> [Work request]
Line count for the string "stderr": state how many lines in the records below hold it, giving only the number.

(Given data begins)

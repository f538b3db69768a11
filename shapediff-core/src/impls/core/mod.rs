mod char_str;
mod scalar;

mod array;
mod slice;
mod tuple;

mod reference;

mod option;
mod result;
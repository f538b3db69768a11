use crate::{Introspect, Shape};

impl<T: Introspect + ?Sized> Introspect for Box<T> {
    fn shape(&self) -> Shape<'_> {
        (**self).shape()
    }
}
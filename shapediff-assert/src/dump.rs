//! Writing reports instead of panicking.

use std::io;

use shapediff_core::Introspect;
use shapediff_diff::{DiffOptions, diff_with};

/// Writes every difference between two values to `writer`.
///
/// Returns how many messages were written, zero when the values do not differ.
pub fn dump_diff_to<T: Introspect + ?Sized>(
    expected: &T,
    received: &T,
    options: &DiffOptions,
    mut writer: impl io::Write,
) -> io::Result<usize> {
    let messages = diff_with(expected, received, options);
    for message in &messages {
        writer.write_all(message.as_bytes())?;
    }
    writer.flush()?;
    Ok(messages.len())
}

/// Writes every difference between two values to stderr, with default options.
pub fn dump_diff<T: Introspect + ?Sized>(expected: &T, received: &T) -> io::Result<usize> {
    dump_diff_to(expected, received, &DiffOptions::default(), io::stderr().lock())
}

/// Like [`dump_diff`], but values that compare equal are skipped without being walked.
pub fn dump_diff_eq<T: Introspect + PartialEq + ?Sized>(
    expected: &T,
    received: &T,
) -> io::Result<usize> {
    if expected == received {
        return Ok(0);
    }
    dump_diff(expected, received)
}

(Given data ends)

> [Answer section]
2